Bachner faults the superior court for its “refus[al] to take evidence or
convert the motion [to dismiss] to a motion for summary judgment.” Bachner contends
that the court was required to look at the lease because “a lease prepared by the state
might possibly establish remedies that are different from, or even in conflict with,
statutory law.” But although Rule 12(b) permits a court to convert a motion to dismiss
into a motion for summary judgment, a court is required to do so only if it considers
matters outside the pleadings.
52
Maines v. Kenworth Alaska, Inc., 155 P.3d 318, 326 (Alaska 2007) (“[A]n
issue raised for the first time in a reply brief is deemed to have been waived.” (citing
Crittell v. Bingo, 83 P.3d 532, 536 n.19 (Alaska 2004))).
53
Clemensen v. Providence Alaska Med. Ctr., 203 P.3d 1148, 1151 (Alaska
2009) (quoting Odom v. Fairbanks Mem’l Hosp., 999 P.2d 123, 128 (Alaska 2000)).
-17- 7138
Bachner’s complaint alleged that it had entered into a contract with the
State in 2003 to lease the Denali Building for the use of the Department of Natural
Resources; that the firm term expired in September 2013 and was followed by a one-year
renewal; that the State continued to occupy space for which it had failed to pay rent; and
that accordingly the State was in material breach of the lease and “must vacate the
premises, negotiate another long-term lease,” and pay past-due rent, “or they will be in
trespass on the property.” The face of the complaint thus alleged the existence of a
contract claim subject to the procurement code and its exhaustion requirement, as
explained above. The face of the complaint contained no suggestion that the lease’s
remedy provisions conflicted with or superseded the procurement code, nor did Bachner
make this argument before the superior court.54 The court was therefore presented with
a legal issue: whether a dispute over an ongoing state office lease was a “contract claim”

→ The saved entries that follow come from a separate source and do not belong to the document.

//! Web-mapping script generators: Folium (Leaflet), Kepler.gl and pydeck.
//!
//! All three load layers through geopandas `read_postgis` and never embed
//! the password: the generated scripts read `PGPASSWORD` from the
//! environment (and fail fast when it is unset, hence `os.environ[...]`
//! rather than `.get`).

use chrono::Local;

use crate::config::DbConfig;
use crate::schema::{safe_var, Column, Schema};

/// Cycling palette used to assign distinct colours to layers:
/// hex form for Folium, RGBA list form for pydeck.
const WEB_COLORS: [(&str, &str); 6] = [
    ("#ff8c00", "[255, 140, 0, 160]"),   // orange
    ("#0080ff", "[0, 128, 255, 160]"),   // blue
    ("#00c864", "[0, 200, 100, 160]"),   // green
    ("#ff3232", "[255, 50, 50, 160]"),   // red
    ("#b400ff", "[180, 0, 255, 160]"),   // purple
    ("#00c8c8", "[0, 200, 200, 160]"),   // teal
];

const HEIGHT_HINTS: [&str; 12] = [
    "height",
    "bldg_height",
    "building_height",
    "h",
    "elev",
    "elevation",
    "floors",
    "num_floors",
    "stories",
    "z",
    "roof_height",
    "max_height",
];

/// First column whose name looks like a building-height attribute
pub fn guess_height_field(columns: &[Column]) -> Option<&str> {
    columns
        .iter()
        .find(|c| HEIGHT_HINTS.contains(&c.name.to_lowercase().as_str()))
        .map(|c| c.name.as_str())
}

fn engine_lines(db: &DbConfig) -> Vec<String> {
    vec![
        format!(r#"DB_HOST     = "{}""#, db.host),
        format!("DB_PORT     = {}", db.port),
        format!(r#"DB_NAME     = "{}""#, db.dbname),
        format!(r#"DB_USER     = "{}""#, db.user),
        r#"DB_PASSWORD = os.environ["PGPASSWORD"]"#.to_string(),
    ]
}

fn create_engine_lines() -> Vec<String> {
    vec![
        "engine = create_engine(".to_string(),
        r#"    f"postgresql://{DB_USER}:{quote_plus(DB_PASSWORD)}@{DB_HOST}:{DB_PORT}/{DB_NAME}""#
            .to_string(),
        ")".to_string(),
        String::new(),
    ]
}

fn read_postgis_lines(var: &str, schema_name: &str, table: &str, geom_column: &str) -> Vec<String> {
    vec![
        format!("gdf_{var} = gpd.read_postgis("),
        format!(r#"    'SELECT * FROM "{schema_name}"."{table}"',"#),
        "    engine,".to_string(),
        format!(r#"    geom_col="{geom_column}","#),
        ")".to_string(),
    ]
}

/// Folium (Leaflet) web map script
pub fn generate_folium(schema: &Schema, db: &DbConfig) -> String {
    let layers = &schema.layers;

    let mut lines: Vec<String> = vec![
        r#"""""#.to_string(),
        "Auto-generated Folium (Leaflet) web map".to_string(),
        format!("Database : {} @ {}:{}", db.dbname, db.host, db.port),
        format!("Generated: {}", Local::now().format("%Y-%m-%d %H:%M")),
        format!("Layers   : {}", layers.len()),
        String::new(),
        "Install:  pip install geopandas folium sqlalchemy psycopg2-binary".to_string(),
        "Run:      python <this_file>.py  →  opens map.html".to_string(),
        r#"""""#.to_string(),
        String::new(),
        "import os".to_string(),
        "from urllib.parse import quote_plus".to_string(),
        "import geopandas as gpd".to_string(),
        "import folium".to_string(),
        "from sqlalchemy import create_engine".to_string(),
        String::new(),
    ];
    lines.extend(engine_lines(db));
    lines.push(r#"OUTPUT_HTML = "map.html""#.to_string());
    lines.push(String::new());
    lines.extend(create_engine_lines());

    for layer in layers {
        let var = safe_var(&layer.table);
        lines.extend([
            format!("# {}", "=".repeat(66)),
            format!(
                "# Layer: {}.{}  ({}, SRID {})",
                layer.schema, layer.table, layer.geometry.geom_type, layer.geometry.srid
            ),
            format!("# {}", "=".repeat(66)),
        ]);
        lines.extend(read_postgis_lines(
            &var,
            &layer.schema,
            &layer.table,
            &layer.geometry.column,
        ));
        lines.extend([
            format!("gdf_{var} = gdf_{var}.to_crs(epsg=4326)"),
            format!(
                r#"print(f"[OK] {}: {{len(gdf_{var})}} features")"#,
                layer.table
            ),
            String::new(),
        ]);
    }

    // Map centre from the first layer's bounds
    let first_var = layers
        .first()
        .map(|l| safe_var(&l.table))
        .unwrap_or_else(|| "layer".to_string());
    lines.extend([
        "# --- Build map ---".to_string(),
        format!("_b = gdf_{first_var}.total_bounds  # [minx, miny, maxx, maxy]"),
        "_cx, _cy = (_b[0] + _b[2]) / 2, (_b[1] + _b[3]) / 2".to_string(),
        String::new(),
        r#"m = folium.Map(location=[_cy, _cx], zoom_start=12, tiles="CartoDB positron")"#
            .to_string(),
        String::new(),
    ]);

    for (i, layer) in layers.iter().enumerate() {
        let var = safe_var(&layer.table);
        let geom_type = layer.geometry.geom_type.to_uppercase();
        let (hex_color, _) = WEB_COLORS[i % WEB_COLORS.len()];
        let tooltip_fields: Vec<&str> = layer
            .columns
            .iter()
            .take(5)
            .map(|c| c.name.as_str())
            .collect();
        let tooltip_aliases: Vec<String> = tooltip_fields
            .iter()
            .map(|f| title_case(&f.replace('_', " ")))
            .collect();

        // Style differs by geometry family
        let is_line = geom_type.contains("LINE");
        let is_point = geom_type.contains("POINT");
        let style = if is_line {
            format!(r#"{{"color": "{hex_color}", "weight": 2, "fillOpacity": 0.0}}"#)
        } else if is_point {
            format!(
                r#"{{"color": "{hex_color}", "fillColor": "{hex_color}", "radius": 5, "fillOpacity": 0.7}}"#
            )
        } else {
            format!(
                r##"{{"fillColor": "{hex_color}", "color": "#333333", "weight": 1, "fillOpacity": 0.5}}"##
            )
        };

        lines.extend([
            "folium.GeoJson(".to_string(),
            format!("    gdf_{var}.__geo_interface__,"),
            format!(r#"    name="{}","#, layer.table),
            format!("    style_function=lambda _: {style},"),
        ]);
        if !tooltip_fields.is_empty() {
            lines.extend([
                "    tooltip=folium.GeoJsonTooltip(".to_string(),
                format!("        fields={},", python_str_list(&tooltip_fields)),
                format!(
                    "        aliases={},",
                    python_str_list(
                        &tooltip_aliases.iter().map(String::as_str).collect::<Vec<_>>()
                    )
                ),
                "        sticky=True,".to_string(),
                "    ),".to_string(),
            ]);
        }
        lines.push(").add_to(m)".to_string());
        lines.push(String::new());
    }

    lines.extend([
        "folium.LayerControl(collapsed=False).add_to(m)".to_string(),
        "m.save(OUTPUT_HTML)".to_string(),
        r#"print(f"[OK] Map saved to {OUTPUT_HTML}")"#.to_string(),
    ]);

    lines.join("\n")
}

/// Kepler.gl web map script
pub fn generate_kepler(schema: &Schema, db: &DbConfig) -> String {
    let layers = &schema.layers;

    let mut lines: Vec<String> = vec![
        r#"""""#.to_string(),
        "Auto-generated Kepler.gl web map".to_string(),
        format!("Database : {} @ {}:{}", db.dbname, db.host, db.port),
        format!("Generated: {}", Local::now().format("%Y-%m-%d %H:%M")),
        format!("Layers   : {}", layers.len()),
        String::new(),
        "Install:  pip install geopandas keplergl sqlalchemy psycopg2-binary".to_string(),
        "Run:      python <this_file>.py  →  opens kepler_map.html".to_string(),
        "         (or call map_k in a Jupyter cell to render inline)".to_string(),
        r#"""""#.to_string(),
        String::new(),
        "import os".to_string(),
        "from urllib.parse import quote_plus".to_string(),
        "import geopandas as gpd".to_string(),
        "from keplergl import KeplerGl".to_string(),
        "from sqlalchemy import create_engine".to_string(),
        String::new(),
    ];
    lines.extend(engine_lines(db));
    lines.push(r#"OUTPUT_HTML = "kepler_map.html""#.to_string());
    lines.push(String::new());
    lines.extend(create_engine_lines());
    lines.push("map_k = KeplerGl(height=600)".to_string());
    lines.push(String::new());

    for layer in layers {
        let var = safe_var(&layer.table);
        let height_col = guess_height_field(&layer.columns);

        lines.extend([
            format!("# {}", "=".repeat(66)),
            format!(
                "# Layer: {}.{}  ({}, SRID {})",
                layer.schema, layer.table, layer.geometry.geom_type, layer.geometry.srid
            ),
        ]);
        if let Some(col) = height_col {
            lines.push(format!(r#"# 3D height field detected: "{col}""#));
        }
        lines.push(format!("# {}", "=".repeat(66)));
        lines.extend(read_postgis_lines(
            &var,
            &layer.schema,
            &layer.table,
            &layer.geometry.column,
        ));
        lines.extend([
            format!(
                r#"print(f"[OK] {}: {{len(gdf_{var})}} features")"#,
                layer.table
            ),
            format!(r#"map_k.add_data(data=gdf_{var}, name="{}")"#, layer.table),
        ]);
        if let Some(col) = height_col {
            lines.extend([
                format!("# 3D tip: in the Kepler UI → Layers → {}", layer.table),
                format!(
                    r#"#   set type to "GeoJson", enable "3D buildings", height field = "{col}""#
                ),
            ]);
        }
        lines.push(String::new());
    }

    lines.extend([
        "map_k.save_to_html(file_name=OUTPUT_HTML)".to_string(),
        r#"print(f"[OK] Kepler map saved to {OUTPUT_HTML}")"#.to_string(),
    ]);

    lines.join("\n")
}

/// pydeck (deck.gl) web map script
pub fn generate_deck(schema: &Schema, db: &DbConfig) -> String {
    let layers = &schema.layers;

    let mut lines: Vec<String> = vec![
        r#"""""#.to_string(),
        "Auto-generated pydeck (deck.gl) web map".to_string(),
        format!("Database : {} @ {}:{}", db.dbname, db.host, db.port),
        format!("Generated: {}", Local::now().format("%Y-%m-%d %H:%M")),
        format!("Layers   : {}", layers.len()),
        String::new(),
        "Install:  pip install geopandas pydeck sqlalchemy psycopg2-binary".to_string(),
        "Run:      python <this_file>.py  →  opens deck_map.html".to_string(),
        r#"""""#.to_string(),
        String::new(),
        "import os".to_string(),
        "import json".to_string(),
        "from urllib.parse import quote_plus".to_string(),
        "import geopandas as gpd".to_string(),
        "import pydeck as pdk".to_string(),
        "from sqlalchemy import create_engine".to_string(),
        String::new(),
    ];
    lines.extend(engine_lines(db));
    lines.push(r#"OUTPUT_HTML = "deck_map.html""#.to_string());
    lines.push(String::new());
    lines.extend(create_engine_lines());
    lines.push("_deck_layers = []".to_string());
    lines.push(String::new());

    let first_var = layers
        .first()
        .map(|l| safe_var(&l.table))
        .unwrap_or_else(|| "layer".to_string());

    for (i, layer) in layers.iter().enumerate() {
        let var = safe_var(&layer.table);
        let height_col = guess_height_field(&layer.columns);
        let (_, rgba) = WEB_COLORS[i % WEB_COLORS.len()];
        let is_point = layer.geometry.geom_type.to_uppercase().contains("POINT");

        lines.extend([
            format!("# {}", "=".repeat(66)),
            format!(
                "# Layer: {}.{}  ({}, SRID {})",
                layer.schema, layer.table, layer.geometry.geom_type, layer.geometry.srid
            ),
        ]);
        if let Some(col) = height_col {
            lines.push(format!(r#"# 3D height field detected: "{col}""#));
        }
        lines.push(format!("# {}", "=".repeat(66)));
        lines.extend(read_postgis_lines(
            &var,
            &layer.schema,
            &layer.table,
            &layer.geometry.column,
        ));
        lines.extend([
            format!("gdf_{var} = gdf_{var}.to_crs(epsg=4326)"),
            format!(
                r#"print(f"[OK] {}: {{len(gdf_{var})}} features")"#,
                layer.table
            ),
            String::new(),
        ]);

        if is_point {
            // ScatterplotLayer for points
            lines.extend([
                format!("_lyr_{var} = pdk.Layer("),
                r#"    "ScatterplotLayer","#.to_string(),
                format!(r#"    data=json.loads(gdf_{var}.to_json())["features"],"#),
                r#"    get_position="geometry.coordinates","#.to_string(),
                format!("    get_fill_color={rgba},"),
                "    get_radius=50,".to_string(),
                "    radius_min_pixels=3,".to_string(),
                "    pickable=True,".to_string(),
                ")".to_string(),
            ]);
        } else {
            // GeoJsonLayer for polygons/lines, with optional 3D extrusion
            lines.extend([
                format!("_lyr_{var} = pdk.Layer("),
                r#"    "GeoJsonLayer","#.to_string(),
                format!("    data=json.loads(gdf_{var}.to_json()),"),
                format!("    get_fill_color={rgba},"),
                "    get_line_color=[50, 50, 50, 200],".to_string(),
                "    line_width_min_pixels=1,".to_string(),
                "    pickable=True,".to_string(),
            ]);
            if let Some(col) = height_col {
                lines.extend([
                    "    # 3D extrusion — uncomment to enable:".to_string(),
                    "    # extruded=True,".to_string(),
                    format!(r#"    # get_elevation="properties.{col}","#),
                    "    # elevation_scale=1,".to_string(),
                ]);
            }
            lines.push(")".to_string());
        }

        lines.push(format!("_deck_layers.append(_lyr_{var})"));
        lines.push(String::new());
    }

    lines.extend([
        format!("_b   = gdf_{first_var}.total_bounds"),
        "_cx, _cy = (_b[0] + _b[2]) / 2, (_b[1] + _b[3]) / 2".to_string(),
        String::new(),
        "_view = pdk.ViewState(".to_string(),
        "    latitude=_cy,".to_string(),
        "    longitude=_cx,".to_string(),
        "    zoom=12,".to_string(),
        "    pitch=0,  # Set to 45 for 3D view when using extrusion".to_string(),
        ")".to_string(),
        String::new(),
        "r = pdk.Deck(".to_string(),
        "    layers=_deck_layers,".to_string(),
        "    initial_view_state=_view,".to_string(),
        r#"    map_style="light","#.to_string(),
        ")".to_string(),
        "r.to_html(OUTPUT_HTML)".to_string(),
        r#"print(f"[OK] pydeck map saved to {OUTPUT_HTML}")"#.to_string(),
    ]);

    lines.join("\n")
}

/// Python list literal of single-quoted strings, matching `str(list)`
fn python_str_list(items: &[&str]) -> String {
    format!(
        "[{}]",
        items
            .iter()
            .map(|i| format!("'{i}'"))
            .collect::<Vec<_>>()
            .join(", ")
    )
}

/// Uppercase the first letter of each word (tooltip aliases)
fn title_case(text: &str) -> String {
    text.split(' ')
        .map(|word| {
            let mut chars = word.chars();
            match chars.next() {
                Some(first) => first.to_uppercase().collect::<String>() + chars.as_str(),
                None => String::new(),
            }
        })
        .collect::<Vec<_>>()
        .join(" ")
}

subject to the procurement code.
We conclude that the superior court did not err when it ruled on the motion
to dismiss on the basis of the allegations of the complaint alone. Because Bachner’s
complaint failed to allege any facts that would support a theory of relief not barred by
the procurement code’s exclusive remedy provision, the superior court did not err in
granting the State’s motion.
V. CONCLUSION
We AFFIRM the judgment of the superior court.
54
Bachner argued in the superior court that the procurement code did not
apply to the lease for other reasons, but not that the procurement code could not apply
because it might conflict with the lease’s terms, or even that the lease’s terms had any
bearing on the application of the procurement code.